Ahead of his new solo record, The Nearer The Fountain, More Pure The Stream Flows, Jade connected with Damon Albarn about slowing down and taking stock of your life in quarantine, becoming a citizen of Iceland, and his plans for touring the record.

You can listen to a radio edit of the interview in the audio player above, and read a full transcript of the conversation below.

Interview Transcript

Edited for clarity and length.

JADE: We have a special guest joining us today. Damon Albarn of Gorillaz and Blur has his second solo album. We've been enjoying it here on The Current it's called The Nearer The Fountain, More Pure The Stream Flows and it's coming out on November 12. Damon, thank you so much for joining us first of all, how are you doing today?

DAMON ALBARN: I'm good, I'm good. I was just wondering what the weather's like.

JADE: The weather here is weirdly beautiful. We have like 80 degrees in Minnesota which is bonkers for this time of year.

80 degrees? Wow, you've had some crazy weather haven't you?

What I keep saying is wouldn't it be nice if this is what it was like all year long? In October in Minnesota we typically have snowstorms.

Exactly, it's the beginning of the tough tough months.

Our weather guy at the station was saying he keeps track of all of the the weird anomalies that are taking place, and he said this is our new normal. It's all very different way of kind of looking at what normal weather is.
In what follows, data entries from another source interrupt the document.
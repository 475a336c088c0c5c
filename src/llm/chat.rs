use bytes::Bytes;
use futures::{ Stream, StreamExt };
use reqwest::Client as HttpClient;
use serde::Serialize;
use std::error::Error as StdError;
use std::pin::Pin;
use tokio::sync::mpsc;
use tokio_stream::wrappers::ReceiverStream;

use super::OpenAiConfig;
use crate::error::RelayError;
use crate::models::chat::ChatMessage;

const SERVICE: &str = "chat completion";

/// Sampling temperature sent with every completion request.
const TEMPERATURE: f64 = 0.9;

/// Raw upstream body, relayed chunk by chunk without inspection.
pub type CompletionStream = Pin<Box<dyn Stream<Item = Result<Bytes, RelayError>> + Send>>;

pub struct ChatCompletionClient {
    http: HttpClient,
    url: String,
    model: String,
}

#[derive(Serialize)]
struct ChatCompletionRequest<'a> {
    model: &'a str,
    messages: &'a [ChatMessage],
    temperature: f64,
    stream: bool,
}

impl ChatCompletionClient {
    pub fn from_config(config: &OpenAiConfig) -> Result<Self, Box<dyn StdError + Send + Sync>> {
        Ok(Self {
            http: super::build_http_client(config)?,
            url: config.chat_url.clone(),
            model: config.chat_model.clone(),
        })
    }

    /// POST the conversation with `stream: true` and hand back the body bytes
    /// as they arrive. The status is checked before any byte is relayed.
    pub async fn stream_completion(
        &self,
        messages: &[ChatMessage]
    ) -> Result<CompletionStream, RelayError> {
        let req = ChatCompletionRequest {
            model: &self.model,
            messages,
            temperature: TEMPERATURE,
            stream: true,
        };

        let resp = self.http
            .post(&self.url)
            .json(&req)
            .send()
            .await
            .map_err(|source| RelayError::Transport { service: SERVICE, source })?;

        if !resp.status().is_success() {
            return Err(RelayError::UpstreamStatus {
                service: SERVICE,
                status: resp.status(),
            });
        }

        let (tx, rx) = mpsc::channel::<Result<Bytes, RelayError>>(32);

        tokio::spawn(async move {
            let mut stream = resp.bytes_stream();

            while let Some(chunk) = stream.next().await {
                match chunk {
                    Ok(bytes) => {
                        if tx.send(Ok(bytes)).await.is_err() {
                            // caller hung up
                            return;
                        }
                    }
                    Err(source) => {
                        let _ = tx.send(Err(RelayError::Transport { service: SERVICE, source })).await;
                        return;
                    }
                }
            }
        });

        Ok(Box::pin(ReceiverStream::new(rx)))
    }
}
Yeah, I mean, there is no such thing as normal, you know? Jimmy says in Quadrophenia all those years ago, well Phil Daniels says in Quadrophenia, "What's normal?"

I guess that's something we've all learned, you know? If you felt like there was some sort of normal, I think that got kicked off its platform for you in the last year and a half.

Yes, I think it's really responsible and important to be sensitive to how everything has a sort of counterweight somewhere else on Earth. Sometimes it's really great for somebody on one part, and the other part is the complete opposite because of the consequences of what's great for the person--it's that pendulum isn't it? So we just all got to come out and have a slightly more simplistic outlook, you know? Less stuff.

Yeah. Did you recently move to Iceland, is this a new thing for you?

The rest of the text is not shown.